By pulling and using the container, you accept the terms and conditions of this license:
https://developer.nvidia.com/ngc/nvidia-deep-learning-container-license
A copy of this license is made available in this container at /NGC-DL-CONTAINER-LICENSE for your convenience.
Traceback (most recent call last):
File "//test_dlib.py", line 18, in <module>
dlib version: 19.24.99
Dlib was compiled with CUDA support.
CUDA is available. Number of CUDA devices: 1
detector = dlib.cnn_face_detection_model_v1("mmod_human_face_detector.dat")

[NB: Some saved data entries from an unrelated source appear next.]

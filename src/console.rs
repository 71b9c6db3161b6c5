//! Operator commands.
//!
//! Lines starting with [`SENTINEL`] are addressed to the supervisor rather
//! than broadcast to jobs:
//!
//! - `*signal <job> <signal>` delivers a signal (1 to 31) to a running job;
//! - `*sleep <milliseconds>` pauses the supervisor loop.
//!
//! Nothing here is fatal: every mistake becomes a [`ConsoleError`] that is
//! shown to the operator.

use std::fmt;
use std::time::Duration;

use nix::sys::signal::Signal;

use crate::job::JobId;
use crate::table::JobTable;

pub const SENTINEL: char = '*';

const SIGNAL_RANGE: std::ops::RangeInclusive<i64> = 1..=31;

#[derive(Clone, Copy, Debug, PartialEq, Eq)]
pub enum Directive {
    Signal { job: JobId, signal: Signal },
    Sleep(Duration),
}

#[derive(Clone, Debug, PartialEq, Eq)]
pub enum ConsoleError {
    IncorrectArguments,
    InvalidJob,
    InvalidSignal,
    InvalidDuration,
    BadCommand(String),
}

impl std::error::Error for ConsoleError {}

impl fmt::Display for ConsoleError {
    fn fmt(&self, f: &mut fmt::Formatter) -> fmt::Result {
        match self {
            ConsoleError::IncorrectArguments => write!(f, "Error: Incorrect number of arguments"),
            ConsoleError::InvalidJob => write!(f, "Error: Invalid job"),
            ConsoleError::InvalidSignal => write!(f, "Error: Invalid signal"),
            ConsoleError::InvalidDuration => write!(f, "Error: Invalid duration"),
            ConsoleError::BadCommand(name) => write!(f, "Error: Bad command '{}'", name),
        }
    }
}

pub fn is_command(line: &str) -> bool {
    line.starts_with(SENTINEL)
}

/// Works out what a sentinel line asks for, against the current job table.
pub fn interpret(line: &str, table: &JobTable) -> Result<Directive, ConsoleError> {
    let mut words = line.split_whitespace();
    let name = words.next().unwrap_or("");
    let args: Vec<&str> = words.collect();

    match name {
        "*signal" => {
            let (job, signal) = match args.as_slice() {
                [job, signal] => (*job, *signal),
                _ => return Err(ConsoleError::IncorrectArguments),
            };
            let job = running_job(job, table).ok_or(ConsoleError::InvalidJob)?;
            let signal = signal_number(signal).ok_or(ConsoleError::InvalidSignal)?;
            Ok(Directive::Signal { job, signal })
        }
        "*sleep" => {
            let millis = match args.as_slice() {
                [millis] => *millis,
                _ => return Err(ConsoleError::IncorrectArguments),
            };
            let millis: u64 = millis.parse().map_err(|_| ConsoleError::InvalidDuration)?;
            Ok(Directive::Sleep(Duration::from_millis(millis)))
        }
        other => Err(ConsoleError::BadCommand(other.to_owned())),
    }
}

fn running_job(word: &str, table: &JobTable) -> Option<JobId> {
    let id: JobId = word.parse().ok()?;
    table
        .get(id)
        .filter(|job| job.status.is_running())
        .map(|job| job.id())
}

fn signal_number(word: &str) -> Option<Signal> {
    let number: i64 = word.parse().ok()?;
    if !SIGNAL_RANGE.contains(&number) {
        return None;
    }
    Signal::try_from(i32::try_from(number).ok()?).ok()
}

#[cfg(test)]
mod tests {
    use super::*;
    use crate::job::{JobSpec, Redirect, RestartLimit, StaticIo};
    use crate::process;

    fn spec(id: JobId, argv: &[&str]) -> JobSpec {
        JobSpec {
            id,
            argv: argv.iter().map(|s| s.to_string()).collect(),
            restart_limit: RestartLimit::Limited(1),
            input: Redirect::Pipe,
            output: Redirect::Pipe,
        }
    }

    /// Job 1 running `cat`, job 2 ended.
    fn table() -> JobTable {
        let mut table = JobTable::new();
        table.register(spec(1, &["cat"]), StaticIo::default(), true);
        table.register(spec(2, &["true"]), StaticIo::default(), false);

        let job = table.get_mut(1).unwrap();
        let child = process::spawn(&job.spec, &job.io).unwrap();
        job.started(child);
        table
    }

    #[test]
    fn signal_running_job() {
        let table = table();
        assert_eq!(
            interpret("*signal 1 15", &table),
            Ok(Directive::Signal {
                job: 1,
                signal: Signal::SIGTERM
            })
        );
        assert_eq!(
            interpret("*signal   1    9 ", &table),
            Ok(Directive::Signal {
                job: 1,
                signal: Signal::SIGKILL
            })
        );
        // closes cat's input, letting it exit
        drop(table);
    }

    #[test]
    fn signal_argument_count() {
        let table = JobTable::new();
        assert_eq!(interpret("*signal", &table), Err(ConsoleError::IncorrectArguments));
        assert_eq!(interpret("*signal 1", &table), Err(ConsoleError::IncorrectArguments));
        assert_eq!(
            interpret("*signal 1 2 3", &table),
            Err(ConsoleError::IncorrectArguments)
        );
    }

    #[test]
    fn signal_invalid_job() {
        let table = table();
        for line in &["*signal 0 15", "*signal 3 15", "*signal 2 15", "*signal x 15", "*signal -1 15"] {
            assert_eq!(interpret(line, &table), Err(ConsoleError::InvalidJob), "{}", line);
        }
    }

    #[test]
    fn signal_invalid_number() {
        let table = table();
        for line in &["*signal 1 0", "*signal 1 32", "*signal 1 TERM", "*signal 1 -9"] {
            assert_eq!(interpret(line, &table), Err(ConsoleError::InvalidSignal), "{}", line);
        }
    }

    #[test]
    fn job_is_checked_before_signal() {
        let table = table();
        assert_eq!(interpret("*signal 7 99", &table), Err(ConsoleError::InvalidJob));
    }

    #[test]
    fn sleep() {
        let table = JobTable::new();
        assert_eq!(
            interpret("*sleep 250", &table),
            Ok(Directive::Sleep(Duration::from_millis(250)))
        );
        assert_eq!(
            interpret("*sleep 0", &table),
            Ok(Directive::Sleep(Duration::from_millis(0)))
        );
        assert_eq!(interpret("*sleep", &table), Err(ConsoleError::IncorrectArguments));
        assert_eq!(
            interpret("*sleep 1 2", &table),
            Err(ConsoleError::IncorrectArguments)
        );
        assert_eq!(interpret("*sleep -5", &table), Err(ConsoleError::InvalidDuration));
        assert_eq!(interpret("*sleep soon", &table), Err(ConsoleError::InvalidDuration));
    }

    #[test]
    fn unknown_commands() {
        let table = JobTable::new();
        assert_eq!(
            interpret("*restart 1", &table),
            Err(ConsoleError::BadCommand("*restart".into()))
        );
        assert_eq!(interpret("*", &table), Err(ConsoleError::BadCommand("*".into())));
        assert_eq!(
            ConsoleError::BadCommand("*nope".into()).to_string(),
            "Error: Bad command '*nope'"
        );
    }

    #[test]
    fn only_sentinel_lines_are_commands() {
        assert!(is_command("*sleep 10"));
        assert!(!is_command(" *sleep 10"));
        assert!(!is_command("hello"));
    }
}
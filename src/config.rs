//! Configuration for jobherd.
//!
//! The [`Config`] struct is not constructable, use [`ConfigBuilder`].
//!
//! # Examples
//!
//! ```
//! # use jobherd::config::ConfigBuilder;
//! ConfigBuilder::default()
//!     .jobfile("jobs.txt")
//!     .verbose(true)
//!     .build()
//!     .expect("mission failed");
//! ```

use std::{path::PathBuf, time::Duration};

use derive_builder::Builder;

/// Arguments to the supervisor
#[derive(Builder, Clone, Debug)]
#[builder(setter(into, strip_option))]
#[builder(build_fn(validate = "Self::validate"))]
#[non_exhaustive]
pub struct Config {
    /// Job file, one job specification per line.
    pub jobfile: PathBuf,
    /// Read operator input from this file instead of standard input.
    #[builder(default)]
    pub input: Option<PathBuf>,
    /// Report registration, spawning, restarts and malformed lines.
    #[builder(default)]
    pub verbose: bool,
    /// Pause given to jobs after they are (re)started or signalled, and the
    /// longest the loop waits for piped job output in a tick.
    #[builder(default = "Duration::from_secs(1)")]
    pub settle: Duration,
}

impl ConfigBuilder {
    fn validate(&self) -> Result<(), String> {
        if self
            .jobfile
            .as_ref()
            .map_or(true, |path| path.as_os_str().is_empty())
        {
            return Err("jobfile must not be empty".into());
        }

        Ok(())
    }
}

RuntimeError: Error while calling cudaMallocHost(&data, new_size*sizeof(float)) in file /dlib/dlib/cuda/gpu_data.cpp:211. code: 222, reason: the provided PTX was compiled with an unsupported toolchain.
Any ideas on what the issue could be?
(As a side note, I heavily prefer using CUDA 11.8. I’ve tried downgrading to CUDA 11.4 but this introduces a host of other dependency issues and complications with the python application I’m running.)